───── Record set ─────
use serde::{Deserialize, Serialize};

/// The five wizard screens, in order. Serialized as their step number.
#[derive(Debug, Clone, Copy, PartialEq, Eq, PartialOrd, Ord, Hash, Serialize, Deserialize)]
#[serde(try_from = "u8", into = "u8")]
pub enum WizardStep {
    JobDescription = 1,
    Resume = 2,
    Questions = 3,
    Review = 4,
    Export = 5,
}

impl WizardStep {
    pub const ALL: [WizardStep; 5] = [
        WizardStep::JobDescription,
        WizardStep::Resume,
        WizardStep::Questions,
        WizardStep::Review,
        WizardStep::Export,
    ];

    pub fn number(self) -> u8 {
        self as u8
    }

    pub fn next(self) -> Option<WizardStep> {
        WizardStep::try_from(self.number() + 1).ok()
    }

    pub fn previous(self) -> Option<WizardStep> {
        WizardStep::try_from(self.number().checked_sub(1)?).ok()
    }
}

impl TryFrom<u8> for WizardStep {
    type Error = String;

    fn try_from(value: u8) -> Result<Self, Self::Error> {
        match value {
            1 => Ok(WizardStep::JobDescription),
            2 => Ok(WizardStep::Resume),
            3 => Ok(WizardStep::Questions),
            4 => Ok(WizardStep::Review),
            5 => Ok(WizardStep::Export),
            other => Err(format!("wizard step must be 1-5, got {other}")),
        }
    }
}

impl From<WizardStep> for u8 {
    fn from(step: WizardStep) -> Self {
        step.number()
    }
}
─────
A word-for-word copy of the data is the expected answer.

• **The answer**:
use serde::{Deserialize, Serialize};

/// The five wizard screens, in order. Serialized as their step number.
#[derive(Debug, Clone, Copy, PartialEq, Eq, PartialOrd, Ord, Hash, Serialize, Deserialize)]
#[serde(try_from = "u8", into = "u8")]
pub enum WizardStep {
    JobDescription = 1,
    Resume = 2,
    Questions = 3,
    Review = 4,
    Export = 5,
}

impl WizardStep {
    pub const ALL: [WizardStep; 5] = [
        WizardStep::JobDescription,
        WizardStep::Resume,
        WizardStep::Questions,
        WizardStep::Review,
        WizardStep::Export,
    ];

    pub fn number(self) -> u8 {
        self as u8
    }

    pub fn next(self) -> Option<WizardStep> {
        WizardStep::try_from(self.number() + 1).ok()
    }

    pub fn previous(self) -> Option<WizardStep> {
        WizardStep::try_from(self.number().checked_sub(1)?).ok()
    }
}

impl TryFrom<u8> for WizardStep {
    type Error = String;

    fn try_from(value: u8) -> Result<Self, Self::Error> {
        match value {
            1 => Ok(WizardStep::JobDescription),
            2 => Ok(WizardStep::Resume),
            3 => Ok(WizardStep::Questions),
            4 => Ok(WizardStep::Review),
            5 => Ok(WizardStep::Export),
            other => Err(format!("wizard step must be 1-5, got {other}")),
        }
    }
}

impl From<WizardStep> for u8 {
    fn from(step: WizardStep) -> Self {
        step.number()
    }
}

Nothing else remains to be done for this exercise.